> [EXERCISE BRIEF]:
Going through the data, count each line that has the word "into". Reply with the total and nothing more.
*****
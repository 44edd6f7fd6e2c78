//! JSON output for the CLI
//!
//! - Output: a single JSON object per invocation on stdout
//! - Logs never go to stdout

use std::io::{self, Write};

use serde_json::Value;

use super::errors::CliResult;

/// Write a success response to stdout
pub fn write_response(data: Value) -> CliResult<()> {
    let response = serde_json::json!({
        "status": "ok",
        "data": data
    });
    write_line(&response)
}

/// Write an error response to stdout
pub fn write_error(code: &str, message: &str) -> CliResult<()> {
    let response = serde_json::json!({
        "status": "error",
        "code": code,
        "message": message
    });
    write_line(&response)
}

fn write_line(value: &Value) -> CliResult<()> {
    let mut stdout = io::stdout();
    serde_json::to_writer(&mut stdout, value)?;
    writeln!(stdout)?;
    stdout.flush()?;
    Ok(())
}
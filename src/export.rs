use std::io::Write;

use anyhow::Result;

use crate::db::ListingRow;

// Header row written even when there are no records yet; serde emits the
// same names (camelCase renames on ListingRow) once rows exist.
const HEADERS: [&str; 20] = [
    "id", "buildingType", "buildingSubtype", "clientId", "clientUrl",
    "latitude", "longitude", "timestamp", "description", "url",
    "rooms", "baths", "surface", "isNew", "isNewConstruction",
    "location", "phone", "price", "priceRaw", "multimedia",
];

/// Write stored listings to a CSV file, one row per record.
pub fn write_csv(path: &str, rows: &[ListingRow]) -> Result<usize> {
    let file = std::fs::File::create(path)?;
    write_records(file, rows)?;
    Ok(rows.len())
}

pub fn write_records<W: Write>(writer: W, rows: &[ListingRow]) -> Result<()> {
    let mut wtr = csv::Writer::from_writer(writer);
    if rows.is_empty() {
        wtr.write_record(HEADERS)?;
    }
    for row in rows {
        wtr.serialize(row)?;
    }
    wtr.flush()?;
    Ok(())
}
*****
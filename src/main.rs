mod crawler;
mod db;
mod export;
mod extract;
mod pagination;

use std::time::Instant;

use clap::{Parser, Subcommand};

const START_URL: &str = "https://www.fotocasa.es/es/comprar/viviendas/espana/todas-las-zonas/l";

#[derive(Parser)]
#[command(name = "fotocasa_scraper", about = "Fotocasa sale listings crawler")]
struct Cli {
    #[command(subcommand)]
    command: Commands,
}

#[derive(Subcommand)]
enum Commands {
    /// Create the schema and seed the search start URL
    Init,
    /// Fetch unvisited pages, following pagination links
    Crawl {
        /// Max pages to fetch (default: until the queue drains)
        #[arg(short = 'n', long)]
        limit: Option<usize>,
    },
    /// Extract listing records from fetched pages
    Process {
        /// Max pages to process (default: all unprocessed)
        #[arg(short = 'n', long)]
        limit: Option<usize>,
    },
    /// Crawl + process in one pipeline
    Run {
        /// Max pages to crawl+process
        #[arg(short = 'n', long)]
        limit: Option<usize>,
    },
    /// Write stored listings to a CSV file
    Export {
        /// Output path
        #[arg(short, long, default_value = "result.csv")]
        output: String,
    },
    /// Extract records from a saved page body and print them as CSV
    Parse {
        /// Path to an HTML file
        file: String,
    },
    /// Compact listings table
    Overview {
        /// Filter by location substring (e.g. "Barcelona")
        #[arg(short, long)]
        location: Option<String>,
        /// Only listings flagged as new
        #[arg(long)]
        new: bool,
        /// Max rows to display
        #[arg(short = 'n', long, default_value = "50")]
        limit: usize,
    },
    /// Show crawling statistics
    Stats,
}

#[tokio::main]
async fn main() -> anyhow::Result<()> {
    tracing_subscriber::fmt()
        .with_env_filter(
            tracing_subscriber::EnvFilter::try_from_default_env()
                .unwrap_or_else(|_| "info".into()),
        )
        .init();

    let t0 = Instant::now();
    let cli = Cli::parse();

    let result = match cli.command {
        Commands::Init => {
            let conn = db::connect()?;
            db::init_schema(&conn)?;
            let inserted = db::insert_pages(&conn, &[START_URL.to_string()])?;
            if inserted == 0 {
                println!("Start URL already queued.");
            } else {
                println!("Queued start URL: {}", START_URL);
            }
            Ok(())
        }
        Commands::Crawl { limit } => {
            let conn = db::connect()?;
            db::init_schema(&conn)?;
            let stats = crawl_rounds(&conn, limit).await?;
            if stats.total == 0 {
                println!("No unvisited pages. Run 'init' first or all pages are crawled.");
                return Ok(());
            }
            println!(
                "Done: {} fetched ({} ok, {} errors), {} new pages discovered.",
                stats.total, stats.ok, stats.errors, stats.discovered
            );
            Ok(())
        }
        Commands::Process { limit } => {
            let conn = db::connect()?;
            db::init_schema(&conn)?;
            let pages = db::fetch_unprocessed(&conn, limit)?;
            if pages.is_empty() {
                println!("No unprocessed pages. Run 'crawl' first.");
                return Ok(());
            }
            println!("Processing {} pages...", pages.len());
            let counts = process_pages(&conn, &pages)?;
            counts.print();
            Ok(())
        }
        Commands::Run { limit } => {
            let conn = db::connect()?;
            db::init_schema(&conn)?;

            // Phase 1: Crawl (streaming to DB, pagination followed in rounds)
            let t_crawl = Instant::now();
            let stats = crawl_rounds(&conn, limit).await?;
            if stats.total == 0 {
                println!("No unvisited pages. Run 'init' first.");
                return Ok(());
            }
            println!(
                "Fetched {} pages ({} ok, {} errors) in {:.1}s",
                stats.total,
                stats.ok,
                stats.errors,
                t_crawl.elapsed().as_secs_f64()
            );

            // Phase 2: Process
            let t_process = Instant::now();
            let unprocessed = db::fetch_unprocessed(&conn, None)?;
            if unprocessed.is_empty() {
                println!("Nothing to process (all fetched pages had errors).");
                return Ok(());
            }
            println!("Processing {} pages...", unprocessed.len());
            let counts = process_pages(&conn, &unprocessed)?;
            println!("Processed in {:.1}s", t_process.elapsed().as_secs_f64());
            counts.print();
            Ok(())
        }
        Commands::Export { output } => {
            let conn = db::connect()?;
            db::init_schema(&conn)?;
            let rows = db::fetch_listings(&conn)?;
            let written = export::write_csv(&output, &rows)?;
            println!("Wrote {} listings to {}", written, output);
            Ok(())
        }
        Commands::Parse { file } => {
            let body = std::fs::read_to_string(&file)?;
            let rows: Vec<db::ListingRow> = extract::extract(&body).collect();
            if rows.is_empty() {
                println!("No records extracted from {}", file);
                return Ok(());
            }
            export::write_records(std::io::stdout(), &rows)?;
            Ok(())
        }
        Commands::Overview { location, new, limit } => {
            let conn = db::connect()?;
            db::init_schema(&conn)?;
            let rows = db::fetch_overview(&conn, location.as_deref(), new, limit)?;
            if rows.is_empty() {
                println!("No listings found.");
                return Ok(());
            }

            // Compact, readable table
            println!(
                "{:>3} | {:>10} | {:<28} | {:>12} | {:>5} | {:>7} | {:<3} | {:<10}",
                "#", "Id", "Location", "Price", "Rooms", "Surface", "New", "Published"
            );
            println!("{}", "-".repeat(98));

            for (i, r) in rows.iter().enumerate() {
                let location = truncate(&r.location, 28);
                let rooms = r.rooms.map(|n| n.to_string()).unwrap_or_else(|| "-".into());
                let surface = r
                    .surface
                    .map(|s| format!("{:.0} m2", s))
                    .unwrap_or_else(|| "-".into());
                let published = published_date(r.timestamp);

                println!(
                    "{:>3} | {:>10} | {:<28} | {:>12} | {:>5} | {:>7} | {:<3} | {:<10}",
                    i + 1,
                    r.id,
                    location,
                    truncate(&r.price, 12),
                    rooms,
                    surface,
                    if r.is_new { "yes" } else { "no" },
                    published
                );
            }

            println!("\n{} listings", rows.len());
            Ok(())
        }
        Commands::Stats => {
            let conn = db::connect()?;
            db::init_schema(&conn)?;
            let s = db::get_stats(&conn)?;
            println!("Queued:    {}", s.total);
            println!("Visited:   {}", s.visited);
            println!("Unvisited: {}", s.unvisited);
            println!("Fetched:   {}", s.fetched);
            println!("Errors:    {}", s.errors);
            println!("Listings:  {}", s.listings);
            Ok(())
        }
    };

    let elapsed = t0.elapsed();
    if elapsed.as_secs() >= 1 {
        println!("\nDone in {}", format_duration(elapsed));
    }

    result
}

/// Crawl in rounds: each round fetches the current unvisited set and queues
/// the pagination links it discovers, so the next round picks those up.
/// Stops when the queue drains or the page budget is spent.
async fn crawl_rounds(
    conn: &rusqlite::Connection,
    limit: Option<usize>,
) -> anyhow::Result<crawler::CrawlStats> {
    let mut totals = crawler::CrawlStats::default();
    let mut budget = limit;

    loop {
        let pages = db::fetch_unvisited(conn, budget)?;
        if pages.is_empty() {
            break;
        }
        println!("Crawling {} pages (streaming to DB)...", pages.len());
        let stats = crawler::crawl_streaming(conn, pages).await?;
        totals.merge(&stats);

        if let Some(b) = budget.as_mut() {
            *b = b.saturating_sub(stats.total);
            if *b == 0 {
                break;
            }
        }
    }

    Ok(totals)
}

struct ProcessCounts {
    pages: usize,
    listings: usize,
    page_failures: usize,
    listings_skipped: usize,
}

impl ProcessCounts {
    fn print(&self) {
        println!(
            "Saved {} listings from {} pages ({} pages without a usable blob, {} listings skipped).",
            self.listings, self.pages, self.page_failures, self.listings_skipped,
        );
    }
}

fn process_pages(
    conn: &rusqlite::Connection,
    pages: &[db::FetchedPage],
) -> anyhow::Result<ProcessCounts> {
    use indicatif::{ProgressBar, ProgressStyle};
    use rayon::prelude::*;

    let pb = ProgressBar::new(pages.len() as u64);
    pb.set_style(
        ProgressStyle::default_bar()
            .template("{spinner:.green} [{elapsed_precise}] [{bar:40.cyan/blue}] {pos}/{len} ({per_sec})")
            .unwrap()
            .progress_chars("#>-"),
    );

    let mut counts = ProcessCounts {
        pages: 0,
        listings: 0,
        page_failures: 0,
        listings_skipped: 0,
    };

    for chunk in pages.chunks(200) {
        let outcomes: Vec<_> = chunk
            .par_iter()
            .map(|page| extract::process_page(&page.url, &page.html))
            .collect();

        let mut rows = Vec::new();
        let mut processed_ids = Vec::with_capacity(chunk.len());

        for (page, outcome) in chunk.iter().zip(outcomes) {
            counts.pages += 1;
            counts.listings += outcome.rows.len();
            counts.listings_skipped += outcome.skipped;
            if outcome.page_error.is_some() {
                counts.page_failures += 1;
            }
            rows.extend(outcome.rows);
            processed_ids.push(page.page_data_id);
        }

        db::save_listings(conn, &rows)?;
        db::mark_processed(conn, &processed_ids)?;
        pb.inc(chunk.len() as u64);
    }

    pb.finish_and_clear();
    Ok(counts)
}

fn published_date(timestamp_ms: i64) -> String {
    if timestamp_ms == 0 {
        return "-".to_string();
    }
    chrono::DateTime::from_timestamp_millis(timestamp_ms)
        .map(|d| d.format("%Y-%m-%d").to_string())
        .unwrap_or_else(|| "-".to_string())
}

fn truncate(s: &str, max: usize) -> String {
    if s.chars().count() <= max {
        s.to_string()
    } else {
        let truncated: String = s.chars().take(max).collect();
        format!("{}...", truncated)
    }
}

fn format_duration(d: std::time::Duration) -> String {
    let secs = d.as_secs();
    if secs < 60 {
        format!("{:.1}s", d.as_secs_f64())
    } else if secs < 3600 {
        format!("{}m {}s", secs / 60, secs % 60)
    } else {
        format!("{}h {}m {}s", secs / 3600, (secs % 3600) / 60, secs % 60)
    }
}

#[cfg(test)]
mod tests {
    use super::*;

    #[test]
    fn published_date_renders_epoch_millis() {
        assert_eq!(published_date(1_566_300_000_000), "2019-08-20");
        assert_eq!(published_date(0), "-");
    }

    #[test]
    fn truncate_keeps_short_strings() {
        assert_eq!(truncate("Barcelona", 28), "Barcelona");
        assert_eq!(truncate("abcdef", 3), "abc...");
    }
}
*****
> [RESPONSE TO THE TASK]:
3